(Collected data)
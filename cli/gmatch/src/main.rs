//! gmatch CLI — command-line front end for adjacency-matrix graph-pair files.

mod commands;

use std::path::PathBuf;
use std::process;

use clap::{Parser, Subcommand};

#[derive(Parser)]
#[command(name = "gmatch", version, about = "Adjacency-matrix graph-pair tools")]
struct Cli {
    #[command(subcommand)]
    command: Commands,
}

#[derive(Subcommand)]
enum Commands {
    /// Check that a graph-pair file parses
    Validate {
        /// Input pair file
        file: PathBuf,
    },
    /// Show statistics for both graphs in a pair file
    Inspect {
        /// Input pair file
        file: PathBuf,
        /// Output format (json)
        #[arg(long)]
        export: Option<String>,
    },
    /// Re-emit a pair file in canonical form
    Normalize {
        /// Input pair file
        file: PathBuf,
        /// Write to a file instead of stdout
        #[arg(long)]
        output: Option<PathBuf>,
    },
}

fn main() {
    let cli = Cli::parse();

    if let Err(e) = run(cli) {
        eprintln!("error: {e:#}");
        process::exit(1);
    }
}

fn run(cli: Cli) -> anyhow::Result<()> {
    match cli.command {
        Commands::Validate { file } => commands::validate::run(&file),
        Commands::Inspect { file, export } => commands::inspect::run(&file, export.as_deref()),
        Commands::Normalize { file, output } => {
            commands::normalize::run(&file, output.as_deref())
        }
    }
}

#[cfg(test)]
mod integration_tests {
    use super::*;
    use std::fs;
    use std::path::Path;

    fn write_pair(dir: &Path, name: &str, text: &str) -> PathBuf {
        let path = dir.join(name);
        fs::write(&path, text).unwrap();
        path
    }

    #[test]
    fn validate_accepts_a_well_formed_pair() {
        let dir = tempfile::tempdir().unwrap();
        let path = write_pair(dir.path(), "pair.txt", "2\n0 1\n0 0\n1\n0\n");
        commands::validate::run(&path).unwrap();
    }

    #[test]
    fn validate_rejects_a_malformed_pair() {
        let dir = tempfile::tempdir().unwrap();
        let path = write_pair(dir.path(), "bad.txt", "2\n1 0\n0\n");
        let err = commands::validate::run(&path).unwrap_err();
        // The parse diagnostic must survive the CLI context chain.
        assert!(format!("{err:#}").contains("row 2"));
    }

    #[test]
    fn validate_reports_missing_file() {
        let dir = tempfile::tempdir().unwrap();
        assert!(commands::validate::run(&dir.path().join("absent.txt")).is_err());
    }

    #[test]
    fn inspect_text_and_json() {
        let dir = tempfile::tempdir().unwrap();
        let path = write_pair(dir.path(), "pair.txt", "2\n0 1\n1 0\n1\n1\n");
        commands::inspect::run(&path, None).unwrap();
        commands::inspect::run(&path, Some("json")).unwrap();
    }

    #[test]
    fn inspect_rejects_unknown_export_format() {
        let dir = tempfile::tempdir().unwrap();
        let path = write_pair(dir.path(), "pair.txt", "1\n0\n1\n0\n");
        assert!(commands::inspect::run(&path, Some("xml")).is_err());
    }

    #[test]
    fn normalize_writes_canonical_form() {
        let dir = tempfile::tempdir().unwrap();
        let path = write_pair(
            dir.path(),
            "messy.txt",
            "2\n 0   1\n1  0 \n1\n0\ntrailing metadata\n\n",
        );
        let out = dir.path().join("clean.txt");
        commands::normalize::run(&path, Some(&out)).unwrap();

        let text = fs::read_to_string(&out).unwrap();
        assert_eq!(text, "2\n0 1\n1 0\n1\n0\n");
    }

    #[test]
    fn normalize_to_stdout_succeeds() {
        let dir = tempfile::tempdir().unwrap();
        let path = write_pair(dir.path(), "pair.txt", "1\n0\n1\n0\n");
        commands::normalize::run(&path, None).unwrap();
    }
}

==

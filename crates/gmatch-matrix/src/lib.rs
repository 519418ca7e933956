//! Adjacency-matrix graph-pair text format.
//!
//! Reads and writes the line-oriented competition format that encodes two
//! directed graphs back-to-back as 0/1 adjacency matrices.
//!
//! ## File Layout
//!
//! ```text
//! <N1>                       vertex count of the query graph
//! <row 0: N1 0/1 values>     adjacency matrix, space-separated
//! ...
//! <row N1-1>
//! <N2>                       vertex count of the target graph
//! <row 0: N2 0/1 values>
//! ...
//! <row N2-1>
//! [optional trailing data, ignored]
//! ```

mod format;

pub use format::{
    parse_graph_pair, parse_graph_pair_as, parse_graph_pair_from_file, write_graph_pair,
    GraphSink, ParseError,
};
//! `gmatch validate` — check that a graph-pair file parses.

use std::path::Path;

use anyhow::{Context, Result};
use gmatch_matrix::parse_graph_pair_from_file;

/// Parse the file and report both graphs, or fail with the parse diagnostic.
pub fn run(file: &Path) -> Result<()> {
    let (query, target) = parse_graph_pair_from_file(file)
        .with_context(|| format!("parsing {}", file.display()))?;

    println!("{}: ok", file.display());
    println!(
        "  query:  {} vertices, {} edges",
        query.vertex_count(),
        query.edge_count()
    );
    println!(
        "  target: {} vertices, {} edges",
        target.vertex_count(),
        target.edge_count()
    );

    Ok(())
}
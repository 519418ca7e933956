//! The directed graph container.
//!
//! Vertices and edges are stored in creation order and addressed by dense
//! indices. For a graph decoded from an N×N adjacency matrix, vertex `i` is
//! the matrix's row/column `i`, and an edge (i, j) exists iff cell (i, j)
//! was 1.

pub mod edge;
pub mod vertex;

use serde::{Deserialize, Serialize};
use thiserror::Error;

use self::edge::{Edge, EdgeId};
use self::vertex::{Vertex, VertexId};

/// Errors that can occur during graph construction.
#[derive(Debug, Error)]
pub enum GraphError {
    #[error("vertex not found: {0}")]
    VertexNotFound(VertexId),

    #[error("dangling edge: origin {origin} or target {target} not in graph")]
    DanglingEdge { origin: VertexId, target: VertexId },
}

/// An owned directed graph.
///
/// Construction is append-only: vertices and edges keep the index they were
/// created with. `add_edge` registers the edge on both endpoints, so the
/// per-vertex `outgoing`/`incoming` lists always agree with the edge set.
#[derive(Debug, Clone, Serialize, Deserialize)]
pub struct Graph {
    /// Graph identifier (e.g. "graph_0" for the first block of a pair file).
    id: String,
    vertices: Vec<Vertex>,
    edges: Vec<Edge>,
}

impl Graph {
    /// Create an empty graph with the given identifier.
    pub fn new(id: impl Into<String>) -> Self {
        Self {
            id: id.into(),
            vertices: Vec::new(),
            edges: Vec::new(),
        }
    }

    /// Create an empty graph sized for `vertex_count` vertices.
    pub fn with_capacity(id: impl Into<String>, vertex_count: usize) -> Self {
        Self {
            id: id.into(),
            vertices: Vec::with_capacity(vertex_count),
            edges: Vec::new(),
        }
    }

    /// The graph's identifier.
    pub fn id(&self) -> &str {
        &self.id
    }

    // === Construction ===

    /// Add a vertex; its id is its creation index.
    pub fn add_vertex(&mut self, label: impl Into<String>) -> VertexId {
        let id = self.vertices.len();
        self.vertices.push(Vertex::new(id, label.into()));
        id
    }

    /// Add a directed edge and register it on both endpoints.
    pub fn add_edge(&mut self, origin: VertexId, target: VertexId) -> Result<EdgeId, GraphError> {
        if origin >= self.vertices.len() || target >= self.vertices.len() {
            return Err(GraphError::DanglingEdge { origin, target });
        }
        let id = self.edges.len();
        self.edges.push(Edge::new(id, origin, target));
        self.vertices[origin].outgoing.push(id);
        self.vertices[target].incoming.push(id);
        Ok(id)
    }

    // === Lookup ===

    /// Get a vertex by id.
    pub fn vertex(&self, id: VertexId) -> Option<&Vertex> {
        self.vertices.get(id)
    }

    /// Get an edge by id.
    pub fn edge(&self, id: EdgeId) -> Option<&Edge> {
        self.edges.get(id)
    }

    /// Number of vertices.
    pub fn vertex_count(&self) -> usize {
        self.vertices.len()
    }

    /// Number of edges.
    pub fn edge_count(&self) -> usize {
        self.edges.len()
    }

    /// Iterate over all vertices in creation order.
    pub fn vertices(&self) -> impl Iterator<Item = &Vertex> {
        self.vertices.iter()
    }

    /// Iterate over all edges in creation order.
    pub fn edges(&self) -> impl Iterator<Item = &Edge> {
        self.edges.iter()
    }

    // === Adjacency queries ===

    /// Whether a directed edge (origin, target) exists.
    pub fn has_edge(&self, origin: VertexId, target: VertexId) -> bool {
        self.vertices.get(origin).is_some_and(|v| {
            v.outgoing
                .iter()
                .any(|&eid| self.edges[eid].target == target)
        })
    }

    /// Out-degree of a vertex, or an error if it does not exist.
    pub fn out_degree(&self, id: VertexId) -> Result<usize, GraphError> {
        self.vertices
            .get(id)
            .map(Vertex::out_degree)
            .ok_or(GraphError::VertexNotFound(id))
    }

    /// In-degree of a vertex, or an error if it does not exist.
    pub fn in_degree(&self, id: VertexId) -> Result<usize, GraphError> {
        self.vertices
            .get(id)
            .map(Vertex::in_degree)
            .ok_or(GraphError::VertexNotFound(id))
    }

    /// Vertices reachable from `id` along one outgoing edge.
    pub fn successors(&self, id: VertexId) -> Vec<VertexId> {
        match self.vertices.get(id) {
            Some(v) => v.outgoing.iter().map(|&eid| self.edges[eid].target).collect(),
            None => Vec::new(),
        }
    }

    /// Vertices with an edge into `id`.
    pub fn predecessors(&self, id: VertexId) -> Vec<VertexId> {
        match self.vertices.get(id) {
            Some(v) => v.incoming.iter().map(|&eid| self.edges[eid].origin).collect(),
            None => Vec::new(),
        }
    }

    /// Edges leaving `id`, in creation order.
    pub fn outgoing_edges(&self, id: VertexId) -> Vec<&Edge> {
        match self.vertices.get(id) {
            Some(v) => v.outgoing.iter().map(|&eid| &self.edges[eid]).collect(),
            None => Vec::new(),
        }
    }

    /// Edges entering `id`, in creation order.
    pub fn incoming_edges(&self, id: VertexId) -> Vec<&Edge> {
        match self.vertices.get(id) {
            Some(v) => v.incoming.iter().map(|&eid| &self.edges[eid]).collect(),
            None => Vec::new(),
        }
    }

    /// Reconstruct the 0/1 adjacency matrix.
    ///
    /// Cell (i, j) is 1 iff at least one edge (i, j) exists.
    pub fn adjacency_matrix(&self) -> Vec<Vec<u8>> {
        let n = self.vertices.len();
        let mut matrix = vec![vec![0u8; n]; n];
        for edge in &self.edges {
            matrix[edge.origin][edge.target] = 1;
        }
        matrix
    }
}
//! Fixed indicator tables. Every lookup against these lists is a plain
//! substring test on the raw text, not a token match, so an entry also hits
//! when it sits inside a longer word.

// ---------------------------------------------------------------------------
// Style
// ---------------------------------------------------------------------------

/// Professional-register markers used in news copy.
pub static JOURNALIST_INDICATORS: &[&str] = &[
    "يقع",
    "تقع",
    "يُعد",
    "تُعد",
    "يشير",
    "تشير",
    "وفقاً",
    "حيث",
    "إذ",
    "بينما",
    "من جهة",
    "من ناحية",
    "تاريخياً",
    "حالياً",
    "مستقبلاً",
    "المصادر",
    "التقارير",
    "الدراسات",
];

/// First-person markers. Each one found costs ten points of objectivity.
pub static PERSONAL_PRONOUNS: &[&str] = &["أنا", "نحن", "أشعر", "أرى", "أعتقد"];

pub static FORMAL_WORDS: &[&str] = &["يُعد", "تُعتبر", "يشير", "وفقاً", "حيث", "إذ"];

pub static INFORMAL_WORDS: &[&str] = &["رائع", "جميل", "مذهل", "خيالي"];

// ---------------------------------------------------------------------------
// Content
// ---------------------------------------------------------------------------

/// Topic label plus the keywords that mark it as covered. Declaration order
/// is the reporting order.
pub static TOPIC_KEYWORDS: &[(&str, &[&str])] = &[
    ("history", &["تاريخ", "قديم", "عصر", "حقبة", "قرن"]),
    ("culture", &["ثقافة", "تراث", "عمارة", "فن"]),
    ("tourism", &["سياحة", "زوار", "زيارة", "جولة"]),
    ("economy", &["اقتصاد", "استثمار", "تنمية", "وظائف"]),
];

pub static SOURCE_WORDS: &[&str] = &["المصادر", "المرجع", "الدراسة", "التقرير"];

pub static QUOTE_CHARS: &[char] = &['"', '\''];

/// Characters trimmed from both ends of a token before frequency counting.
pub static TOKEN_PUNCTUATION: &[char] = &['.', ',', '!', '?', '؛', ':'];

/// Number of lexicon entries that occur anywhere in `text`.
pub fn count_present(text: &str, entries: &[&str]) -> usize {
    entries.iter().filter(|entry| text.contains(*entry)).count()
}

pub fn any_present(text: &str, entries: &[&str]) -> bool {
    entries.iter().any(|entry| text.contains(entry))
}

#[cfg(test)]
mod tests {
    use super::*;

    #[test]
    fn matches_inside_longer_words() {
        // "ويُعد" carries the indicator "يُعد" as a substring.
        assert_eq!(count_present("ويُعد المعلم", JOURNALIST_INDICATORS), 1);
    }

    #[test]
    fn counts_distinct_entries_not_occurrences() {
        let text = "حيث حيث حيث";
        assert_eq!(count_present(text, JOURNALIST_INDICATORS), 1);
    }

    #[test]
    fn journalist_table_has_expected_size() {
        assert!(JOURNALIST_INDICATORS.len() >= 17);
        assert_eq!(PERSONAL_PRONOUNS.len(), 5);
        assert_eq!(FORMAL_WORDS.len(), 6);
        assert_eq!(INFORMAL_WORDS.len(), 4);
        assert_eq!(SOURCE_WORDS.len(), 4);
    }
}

EXERCISE PROMPT -> State how many lines in the data include the string "يشير". Nothing else belongs in the reply.

EXERCISE OUTPUT -> 2